Congratulations on your new glasses! Today’s advanced lens materials and coatings are used to optimize your vision, reduce bothersome glare and reflections and protect your eyes from harmful UV rays. Teamed up with frames made using advanced plastics, high-quality metals and great style, your new glasses are well worth the time it takes to properly care for them.

Do's and Don'ts

Do always wet your lenses before wiping or cleaning them, to prevent micro-scratches from dust particles that may be on them.

Don’t wipe your lenses when they are dry.

Do use the special micro-fiber cloth supplied by your eyecare practitioner to wipe or dry your lenses.

Don’t use the hem of your shirt or a paper towel.

Do use a liberal amount of liquid eyeglass cleaner on both sides of the lenses to get any dirt or dust to lift off the lens surface.

Don’t use dish soap, detergents or regular glass cleaner because they can damage the lens coatings, and may leave a film.

Do run your lenses under lukewarm water if no eyeglass lens cleaner is available.

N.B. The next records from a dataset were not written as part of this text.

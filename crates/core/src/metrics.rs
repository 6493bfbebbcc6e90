//! 메트릭 상수 및 설명 등록
//!
//! 모든 Prometheus 메트릭의 이름과 설명을 중앙에서 정의합니다.
//! 각 모듈은 이 상수를 사용하여 `metrics::counter!()`, `metrics::histogram!()`
//! 매크로를 호출합니다.
//!
//! # 네이밍 컨벤션
//!
//! - 접두어: `logvane_`
//! - 단계명: `syslog_`, `tail_`, `store_`, `parser_`
//! - 접미어: `_total` (counter), `_seconds` (histogram)
//!
//! # 사용 예시
//!
//! ```ignore
//! use metrics::counter;
//!
//! counter!(logvane_core::metrics::SYSLOG_DATAGRAMS_RECEIVED_TOTAL).increment(1);
//! ```

// ─── 레이블 키 상수 ────────────────────────────────────────────────

/// 문서 타입 레이블 키 (routerlog, router_syslog, iislog)
pub const LABEL_DOCUMENT_TYPE: &str = "document_type";

/// 레코드 종류 레이블 키 (kernel_firewall, generic_syslog, w3c_access)
pub const LABEL_RECORD_KIND: &str = "kind";

// ─── Syslog 수신 메트릭 ────────────────────────────────────────────

/// Syslog: 수신한 데이터그램 수 (counter)
pub const SYSLOG_DATAGRAMS_RECEIVED_TOTAL: &str = "logvane_syslog_datagrams_received_total";

/// Syslog: 두 문법 모두에 맞지 않아 버린 라인 수 (counter)
pub const SYSLOG_LINES_UNRECOGNIZED_TOTAL: &str = "logvane_syslog_lines_unrecognized_total";

// ─── 파서 메트릭 ───────────────────────────────────────────────────

/// Parser: 문법별 파싱된 레코드 수 (counter, label: kind)
pub const PARSER_RECORDS_PARSED_TOTAL: &str = "logvane_parser_records_parsed_total";

/// Parser: 컬럼 수가 맞지 않거나 시각이 잘못된 W3C 행 수 (counter)
pub const PARSER_W3C_ROWS_MALFORMED_TOTAL: &str = "logvane_parser_w3c_rows_malformed_total";

// ─── 저장소 메트릭 ─────────────────────────────────────────────────

/// Store: 기록된 문서 수 (counter, label: document_type)
pub const STORE_RECORDS_INDEXED_TOTAL: &str = "logvane_store_records_indexed_total";

/// Store: 실패한 쓰기 수 (counter, label: document_type)
pub const STORE_WRITE_FAILURES_TOTAL: &str = "logvane_store_write_failures_total";

/// Store: 벌크 요청 한 건의 소요 시간 (histogram, 초)
pub const STORE_BULK_DURATION_SECONDS: &str = "logvane_store_bulk_duration_seconds";

// ─── 테일링 메트릭 ─────────────────────────────────────────────────

/// Tail: 한 번의 실행에서 적재한 레코드 수 (counter)
pub const TAIL_RECORDS_LOADED_TOTAL: &str = "logvane_tail_records_loaded_total";

/// Tail: 처리한 파일 수 (counter)
pub const TAIL_FILES_PROCESSED_TOTAL: &str = "logvane_tail_files_processed_total";

/// 모든 메트릭의 설명을 등록합니다.
///
/// 레코더 설치 직후 한 번 호출합니다. 레코더가 없으면 아무 일도 하지 않습니다.
pub fn describe_all() {
    use metrics::{describe_counter, describe_histogram};

    // Syslog
    describe_counter!(
        SYSLOG_DATAGRAMS_RECEIVED_TOTAL,
        "Total number of UDP syslog datagrams received"
    );
    describe_counter!(
        SYSLOG_LINES_UNRECOGNIZED_TOTAL,
        "Total number of syslog lines matching neither grammar"
    );

    // Parser
    describe_counter!(
        PARSER_RECORDS_PARSED_TOTAL,
        "Total number of records parsed, by grammar"
    );
    describe_counter!(
        PARSER_W3C_ROWS_MALFORMED_TOTAL,
        "Total number of W3C rows skipped as malformed"
    );

    // Store
    describe_counter!(
        STORE_RECORDS_INDEXED_TOTAL,
        "Total number of documents written to the store"
    );
    describe_counter!(
        STORE_WRITE_FAILURES_TOTAL,
        "Total number of document writes rejected or failed"
    );
    describe_histogram!(
        STORE_BULK_DURATION_SECONDS,
        "Time to complete a single bulk request in seconds"
    );

    // Tail
    describe_counter!(
        TAIL_RECORDS_LOADED_TOTAL,
        "Total number of W3C records loaded by tail jobs"
    );
    describe_counter!(
        TAIL_FILES_PROCESSED_TOTAL,
        "Total number of rotated log files read by tail jobs"
    );
}

#[cfg(test)]
mod tests {
    use super::*;

    const ALL_METRICS: &[&str] = &[
        SYSLOG_DATAGRAMS_RECEIVED_TOTAL,
        SYSLOG_LINES_UNRECOGNIZED_TOTAL,
        PARSER_RECORDS_PARSED_TOTAL,
        PARSER_W3C_ROWS_MALFORMED_TOTAL,
        STORE_RECORDS_INDEXED_TOTAL,
        STORE_WRITE_FAILURES_TOTAL,
        STORE_BULK_DURATION_SECONDS,
        TAIL_RECORDS_LOADED_TOTAL,
        TAIL_FILES_PROCESSED_TOTAL,
    ];

    #[test]
    fn all_metrics_start_with_logvane_prefix() {
        for name in ALL_METRICS {
            assert!(name.starts_with("logvane_"), "{name} lacks prefix");
        }
    }

    #[test]
    fn metric_suffixes_follow_convention() {
        for name in ALL_METRICS {
            assert!(
                name.ends_with("_total") || name.ends_with("_seconds"),
                "{name} has unexpected suffix"
            );
        }
    }

    #[test]
    fn metric_names_are_unique() {
        let mut names = ALL_METRICS.to_vec();
        names.sort_unstable();
        names.dedup();
        assert_eq!(names.len(), ALL_METRICS.len());
    }

    #[test]
    fn describe_all_does_not_panic() {
        describe_all();
    }
}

Don’t use other liquids like alcohol or saliva.

Do wash the special cloth on a regular basis to keep it clean and free of lint or dirt.

Don’t put the special cloth into the dryer; allow it to air-dry.

Do use a good-quality soft paper towel if no cleaning cloth is available.

Don’t use a paper towel made of recycled materials because they can scratch the lenses.

Do blot the lenses dry and avoid rubbing them if possible.

Don’t use tissue because some have lotions or oils embedded, and can leave lint behind.

Do keep your frames straight and comfortable on your face by visiting periodically for an adjustment.

Don’t allow anyone without proper training to handle or adjust your glasses.

Enjoy your new glasses! They look great!